#### YOUR GOAL:
All of the records must be repeated exactly.
[[ GIVEN DATA, beginning ]]
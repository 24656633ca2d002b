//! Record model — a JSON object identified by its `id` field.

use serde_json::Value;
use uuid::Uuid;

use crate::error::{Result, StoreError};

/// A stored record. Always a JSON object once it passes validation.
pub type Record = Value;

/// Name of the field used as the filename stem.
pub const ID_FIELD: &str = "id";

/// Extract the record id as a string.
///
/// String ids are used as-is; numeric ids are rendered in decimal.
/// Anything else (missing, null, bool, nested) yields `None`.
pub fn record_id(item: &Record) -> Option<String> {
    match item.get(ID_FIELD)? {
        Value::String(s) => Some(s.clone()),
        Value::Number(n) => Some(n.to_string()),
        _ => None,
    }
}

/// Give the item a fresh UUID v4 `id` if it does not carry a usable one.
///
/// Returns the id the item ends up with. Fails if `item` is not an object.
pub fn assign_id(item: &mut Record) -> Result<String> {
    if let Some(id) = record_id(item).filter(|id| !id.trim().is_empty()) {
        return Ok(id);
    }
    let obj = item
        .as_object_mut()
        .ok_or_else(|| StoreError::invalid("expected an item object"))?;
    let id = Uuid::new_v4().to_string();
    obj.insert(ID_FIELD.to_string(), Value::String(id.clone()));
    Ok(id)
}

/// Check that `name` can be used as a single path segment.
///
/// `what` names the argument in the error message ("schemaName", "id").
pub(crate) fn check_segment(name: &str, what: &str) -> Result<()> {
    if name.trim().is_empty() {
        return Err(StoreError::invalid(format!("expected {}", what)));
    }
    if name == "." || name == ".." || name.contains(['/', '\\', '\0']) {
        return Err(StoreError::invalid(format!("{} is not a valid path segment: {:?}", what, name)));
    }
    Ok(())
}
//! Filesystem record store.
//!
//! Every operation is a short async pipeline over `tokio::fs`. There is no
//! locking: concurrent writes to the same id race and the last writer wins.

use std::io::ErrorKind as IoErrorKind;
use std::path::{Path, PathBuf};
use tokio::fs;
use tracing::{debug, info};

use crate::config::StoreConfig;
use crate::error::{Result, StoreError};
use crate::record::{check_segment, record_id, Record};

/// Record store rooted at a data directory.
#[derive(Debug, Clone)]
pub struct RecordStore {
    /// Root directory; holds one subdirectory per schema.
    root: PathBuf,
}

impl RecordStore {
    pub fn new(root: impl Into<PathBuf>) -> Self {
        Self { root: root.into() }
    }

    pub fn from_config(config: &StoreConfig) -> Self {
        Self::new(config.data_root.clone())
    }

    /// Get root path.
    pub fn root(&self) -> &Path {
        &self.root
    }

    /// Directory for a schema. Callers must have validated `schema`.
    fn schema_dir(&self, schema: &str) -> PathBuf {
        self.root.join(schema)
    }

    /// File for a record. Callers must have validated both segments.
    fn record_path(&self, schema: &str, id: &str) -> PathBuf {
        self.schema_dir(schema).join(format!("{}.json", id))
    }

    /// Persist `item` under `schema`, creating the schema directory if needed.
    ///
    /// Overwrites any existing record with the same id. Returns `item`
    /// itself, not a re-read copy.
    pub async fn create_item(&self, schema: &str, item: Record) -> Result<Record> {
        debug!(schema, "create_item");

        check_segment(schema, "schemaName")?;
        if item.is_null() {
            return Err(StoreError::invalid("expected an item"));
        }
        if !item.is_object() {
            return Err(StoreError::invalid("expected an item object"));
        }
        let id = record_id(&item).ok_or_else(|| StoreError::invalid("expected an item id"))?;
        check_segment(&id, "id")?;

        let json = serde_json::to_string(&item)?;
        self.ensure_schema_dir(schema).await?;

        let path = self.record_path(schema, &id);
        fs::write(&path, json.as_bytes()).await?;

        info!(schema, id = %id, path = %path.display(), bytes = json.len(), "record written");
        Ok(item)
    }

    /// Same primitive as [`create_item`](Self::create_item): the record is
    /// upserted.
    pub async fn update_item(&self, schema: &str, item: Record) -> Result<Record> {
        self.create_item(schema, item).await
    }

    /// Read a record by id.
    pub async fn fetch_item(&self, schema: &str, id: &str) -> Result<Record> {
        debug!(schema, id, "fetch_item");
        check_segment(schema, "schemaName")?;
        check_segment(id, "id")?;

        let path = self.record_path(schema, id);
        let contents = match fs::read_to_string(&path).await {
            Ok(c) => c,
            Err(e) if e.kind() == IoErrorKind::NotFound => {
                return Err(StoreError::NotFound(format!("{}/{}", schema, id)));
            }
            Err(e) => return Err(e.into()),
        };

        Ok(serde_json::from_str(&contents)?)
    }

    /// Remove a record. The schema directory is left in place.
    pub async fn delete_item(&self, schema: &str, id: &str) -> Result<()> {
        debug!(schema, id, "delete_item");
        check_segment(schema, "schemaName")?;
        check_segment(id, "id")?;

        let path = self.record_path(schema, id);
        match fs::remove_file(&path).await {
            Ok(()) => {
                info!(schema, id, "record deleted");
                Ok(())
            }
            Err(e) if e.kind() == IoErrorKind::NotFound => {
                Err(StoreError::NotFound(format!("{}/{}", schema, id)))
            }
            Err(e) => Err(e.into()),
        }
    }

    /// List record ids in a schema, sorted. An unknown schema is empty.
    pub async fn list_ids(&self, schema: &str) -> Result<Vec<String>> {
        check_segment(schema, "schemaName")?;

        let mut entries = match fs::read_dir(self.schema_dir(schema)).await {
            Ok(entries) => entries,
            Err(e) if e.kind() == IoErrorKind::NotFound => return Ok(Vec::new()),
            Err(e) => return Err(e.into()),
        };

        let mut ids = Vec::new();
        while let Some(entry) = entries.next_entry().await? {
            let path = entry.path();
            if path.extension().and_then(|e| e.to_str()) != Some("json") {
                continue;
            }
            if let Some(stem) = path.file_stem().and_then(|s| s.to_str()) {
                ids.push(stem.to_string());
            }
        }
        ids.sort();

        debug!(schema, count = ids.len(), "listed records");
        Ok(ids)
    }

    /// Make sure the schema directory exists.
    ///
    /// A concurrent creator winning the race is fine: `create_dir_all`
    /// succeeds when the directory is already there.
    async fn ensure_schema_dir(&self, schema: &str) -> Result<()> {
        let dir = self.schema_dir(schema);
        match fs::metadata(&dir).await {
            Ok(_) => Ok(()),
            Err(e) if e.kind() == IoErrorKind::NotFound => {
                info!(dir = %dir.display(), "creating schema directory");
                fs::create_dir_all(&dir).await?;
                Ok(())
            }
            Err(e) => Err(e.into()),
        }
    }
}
[[ GIVEN DATA, end ]]
#### TASK OUTPUT:
repository 24656633ca2d002b
//! Record model — a JSON object identified by its `id` field.

use serde_json::Value;
use uuid::Uuid;

use crate::error::{Result, StoreError};

/// A stored record. Always a JSON object once it passes validation.
pub type Record = Value;

/// Name of the field used as the filename stem.
pub const ID_FIELD: &str = "id";

/// Extract the record id as a string.
///
/// String ids are used as-is; numeric ids are rendered in decimal.
/// Anything else (missing, null, bool, nested) yields `None`.
pub fn record_id(item: &Record) -> Option<String> {
    match item.get(ID_FIELD)? {
        Value::String(s) => Some(s.clone()),
        Value::Number(n) => Some(n.to_string()),
        _ => None,
    }
}

/// Give the item a fresh UUID v4 `id` if it does not carry a usable one.
///
/// Returns the id the item ends up with. Fails if `item` is not an object.
pub fn assign_id(item: &mut Record) -> Result<String> {
    if let Some(id) = record_id(item).filter(|id| !id.trim().is_empty()) {
        return Ok(id);
    }
    let obj = item
        .as_object_mut()
        .ok_or_else(|| StoreError::invalid("expected an item object"))?;
    let id = Uuid::new_v4().to_string();
    obj.insert(ID_FIELD.to_string(), Value::String(id.clone()));
    Ok(id)
}

/// Check that `name` can be used as a single path segment.
///
/// `what` names the argument in the error message ("schemaName", "id").
pub(crate) fn check_segment(name: &str, what: &str) -> Result<()> {
    if name.trim().is_empty() {
        return Err(StoreError::invalid(format!("expected {}", what)));
    }
    if name == "." || name == ".." || name.contains(['/', '\\', '\0']) {
        return Err(StoreError::invalid(format!("{} is not a valid path segment: {:?}", what, name)));
    }
    Ok(())
}
//! Filesystem record store.
//!
//! Every operation is a short async pipeline over `tokio::fs`. There is no
//! locking: concurrent writes to the same id race and the last writer wins.

use std::io::ErrorKind as IoErrorKind;
use std::path::{Path, PathBuf};
use tokio::fs;
use tracing::{debug, info};

use crate::config::StoreConfig;
use crate::error::{Result, StoreError};
use crate::record::{check_segment, record_id, Record};

/// Record store rooted at a data directory.
#[derive(Debug, Clone)]
pub struct RecordStore {
    /// Root directory; holds one subdirectory per schema.
    root: PathBuf,
}

impl RecordStore {
    pub fn new(root: impl Into<PathBuf>) -> Self {
        Self { root: root.into() }
    }

    pub fn from_config(config: &StoreConfig) -> Self {
        Self::new(config.data_root.clone())
    }

    /// Get root path.
    pub fn root(&self) -> &Path {
        &self.root
    }

    /// Directory for a schema. Callers must have validated `schema`.
    fn schema_dir(&self, schema: &str) -> PathBuf {
        self.root.join(schema)
    }

    /// File for a record. Callers must have validated both segments.
    fn record_path(&self, schema: &str, id: &str) -> PathBuf {
        self.schema_dir(schema).join(format!("{}.json", id))
    }

    /// Persist `item` under `schema`, creating the schema directory if needed.
    ///
    /// Overwrites any existing record with the same id. Returns `item`
    /// itself, not a re-read copy.
    pub async fn create_item(&self, schema: &str, item: Record) -> Result<Record> {
        debug!(schema, "create_item");

        check_segment(schema, "schemaName")?;
        if item.is_null() {
            return Err(StoreError::invalid("expected an item"));
        }
        if !item.is_object() {
            return Err(StoreError::invalid("expected an item object"));
        }
        let id = record_id(&item).ok_or_else(|| StoreError::invalid("expected an item id"))?;
        check_segment(&id, "id")?;

        let json = serde_json::to_string(&item)?;
        self.ensure_schema_dir(schema).await?;

        let path = self.record_path(schema, &id);
        fs::write(&path, json.as_bytes()).await?;

        info!(schema, id = %id, path = %path.display(), bytes = json.len(), "record written");
        Ok(item)
    }

    /// Same primitive as [`create_item`](Self::create_item): the record is
    /// upserted.
    pub async fn update_item(&self, schema: &str, item: Record) -> Result<Record> {
        self.create_item(schema, item).await
    }

    /// Read a record by id.
    pub async fn fetch_item(&self, schema: &str, id: &str) -> Result<Record> {
        debug!(schema, id, "fetch_item");
        check_segment(schema, "schemaName")?;
        check_segment(id, "id")?;

        let path = self.record_path(schema, id);
        let contents = match fs::read_to_string(&path).await {
            Ok(c) => c,
            Err(e) if e.kind() == IoErrorKind::NotFound => {
                return Err(StoreError::NotFound(format!("{}/{}", schema, id)));
            }
            Err(e) => return Err(e.into()),
        };

        Ok(serde_json::from_str(&contents)?)
    }

    /// Remove a record. The schema directory is left in place.
    pub async fn delete_item(&self, schema: &str, id: &str) -> Result<()> {
        debug!(schema, id, "delete_item");
        check_segment(schema, "schemaName")?;
        check_segment(id, "id")?;

        let path = self.record_path(schema, id);
        match fs::remove_file(&path).await {
            Ok(()) => {
                info!(schema, id, "record deleted");
                Ok(())
            }
            Err(e) if e.kind() == IoErrorKind::NotFound => {
                Err(StoreError::NotFound(format!("{}/{}", schema, id)))
            }
            Err(e) => Err(e.into()),
        }
    }

    /// List record ids in a schema, sorted. An unknown schema is empty.
    pub async fn list_ids(&self, schema: &str) -> Result<Vec<String>> {
        check_segment(schema, "schemaName")?;

        let mut entries = match fs::read_dir(self.schema_dir(schema)).await {
            Ok(entries) => entries,
            Err(e) if e.kind() == IoErrorKind::NotFound => return Ok(Vec::new()),
            Err(e) => return Err(e.into()),
        };

        let mut ids = Vec::new();
        while let Some(entry) = entries.next_entry().await? {
            let path = entry.path();
            if path.extension().and_then(|e| e.to_str()) != Some("json") {
                continue;
            }
            if let Some(stem) = path.file_stem().and_then(|s| s.to_str()) {
                ids.push(stem.to_string());
            }
        }
        ids.sort();

        debug!(schema, count = ids.len(), "listed records");
        Ok(ids)
    }

    /// Make sure the schema directory exists.
    ///
    /// A concurrent creator winning the race is fine: `create_dir_all`
    /// succeeds when the directory is already there.
    async fn ensure_schema_dir(&self, schema: &str) -> Result<()> {
        let dir = self.schema_dir(schema);
        match fs::metadata(&dir).await {
            Ok(_) => Ok(()),
            Err(e) if e.kind() == IoErrorKind::NotFound => {
                info!(dir = %dir.display(), "creating schema directory");
                fs::create_dir_all(&dir).await?;
                Ok(())
            }
            Err(e) => Err(e.into()),
        }
    }
}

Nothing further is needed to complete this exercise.